WASHINGTON -- City lawmakers in Washington are considering renaming the street in front of the Russian Embassy in the U.S. capital to honor slain Russian opposition politician Boris Nemtsov.
Mary Cheh, a Democratic member of the D.C. Council, said that if legislation to rename the street is approved, the block of Wisconsin Avenue between Edmonds and Davis streets in Washington would be called Boris Nemtsov Plaza, The Washington Post reported on November 21.
A sign with the new name would appear under the existing Wisconsin Avenue sign, but no actual postal addresses would change, the report said.
Cheh could not immediately be reached for comment on November 22.
The initiative follows legislation by U.S. senators to rename the street in Nemtsov's honor that has yet to progress after it was introduced in February.
Nemtsov, a former deputy prime minister and longtime critic of Russian President Vladimir Putin, was a lawmaker in the Yaroslavl Oblast and co-chairman of the opposition Parnas party at the time of his killing on February 27, 2015. His slaying drew international condemnation and underscored the dangers faced by Russians who oppose the Kremlin.
U.S. Senator Marco Rubio (Republican-Florida), one of nine bipartisan members of the Senate to co-sponsor the federal bill, introduced the legislation on the second anniversary of Nemtsov's fatal shooting on a bridge near the Kremlin.
"It's important because it highlights a particular case of an individual who lost his life because of his opposition to the Putin government," Rubio told RFE/RL earlier this year.
In July, a Moscow court found five men from Russia's North Caucasus region of Chechnya guilty of Nemtsov's murder and sentenced them to lengthy prison terms.

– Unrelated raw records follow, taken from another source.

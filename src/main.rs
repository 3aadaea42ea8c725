//! logroute - per-application, per-severity log routing demo
//!
//! Loads the layered settings, configures every listed application, emits a
//! round of sample events for each and prints the resulting metrics report.

use anyhow::{Context, Result};
use clap::Parser;
use logroute::{cli::Cli, config::Settings, core::Severity, LogRouter};
use tracing::{error, info};
use tracing_subscriber::EnvFilter;

fn main() -> Result<()> {
    let cli = Cli::parse();

    // Load configuration by layering sources: defaults, file, environment, and CLI args.
    let settings = match Settings::load(&cli) {
        Ok(settings) => settings,
        Err(err) => {
            // Manually initialize logging for this specific error
            tracing_subscriber::fmt().init();
            error!("Failed to load configuration: {:#}", err);
            std::process::exit(1);
        }
    };

    let filter = EnvFilter::try_from_default_env()
        .or_else(|_| EnvFilter::try_new(&settings.log_level))
        .context("invalid log level")?;
    tracing_subscriber::fmt().with_env_filter(filter).init();

    info!("logroute starting up...");

    // Log the loaded configuration settings for visibility
    info!("-------------------- Configuration --------------------");
    info!("Log Level: {}", settings.log_level);
    info!("Default Log Path: {}", settings.defaults.effective_log_path().display());
    info!("Default Max File Size: {}", settings.defaults.effective_max_file_size());
    info!("Default Total Size Cap: {}", settings.defaults.effective_total_size_cap());
    info!("Default Pattern: {}", settings.defaults.effective_pattern());
    if settings.applications.is_empty() {
        info!("Applications: none configured, using \"demo\"");
    }
    for (app, config) in &settings.applications {
        info!(
            "Application {}: path={}, alerting={}",
            app,
            config.effective_log_path().display(),
            if config.alert.enabled { "Enabled" } else { "Disabled" }
        );
    }
    info!("Sample Rounds: {}", cli.events);
    info!("-------------------------------------------------------");

    let router = LogRouter::from_settings(&settings)?;

    let apps: Vec<String> = if settings.applications.is_empty() {
        vec!["demo".to_string()]
    } else {
        settings.applications.keys().cloned().collect()
    };

    for app in &apps {
        let logger = router.logger(app)?;
        for round in 0..cli.events {
            for severity in Severity::ALL {
                logger.log(severity, format!("sample {} event #{}", severity, round + 1), false);
            }
            logger.error_with_alert(format!("sample escalated event #{}", round + 1));
        }
        info!(app = %app, rounds = cli.events, "Emitted sample events");
    }

    router.flush();

    let report = router
        .metrics()
        .report()
        .to_json_pretty()
        .context("failed to serialize metrics report")?;
    println!("{report}");

    router.shutdown();
    info!("All sinks closed. Exiting.");

    Ok(())
}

But Nemtsov’s relatives and associates believe his killing was ordered at a higher level and say justice will not be served until the person or people behind it are identified and prosecuted.
Cheh said she had been approached by U.S. senators who suggested that local lawmakers could change the name of the street after the federal legislation stalled.
She said the sign would stand as a symbol of the democratic values of the United States and that the Russian Embassy would not have a say in the changing of the name.
Russian Foreign Ministry spokeswoman Maria Zakharova has criticized the bid to rename the street after Nemtsov.
In an interview with the independent Russian news agency RBK in May, she accused U.S. "political elites" of "manipulating" the slain politician's name.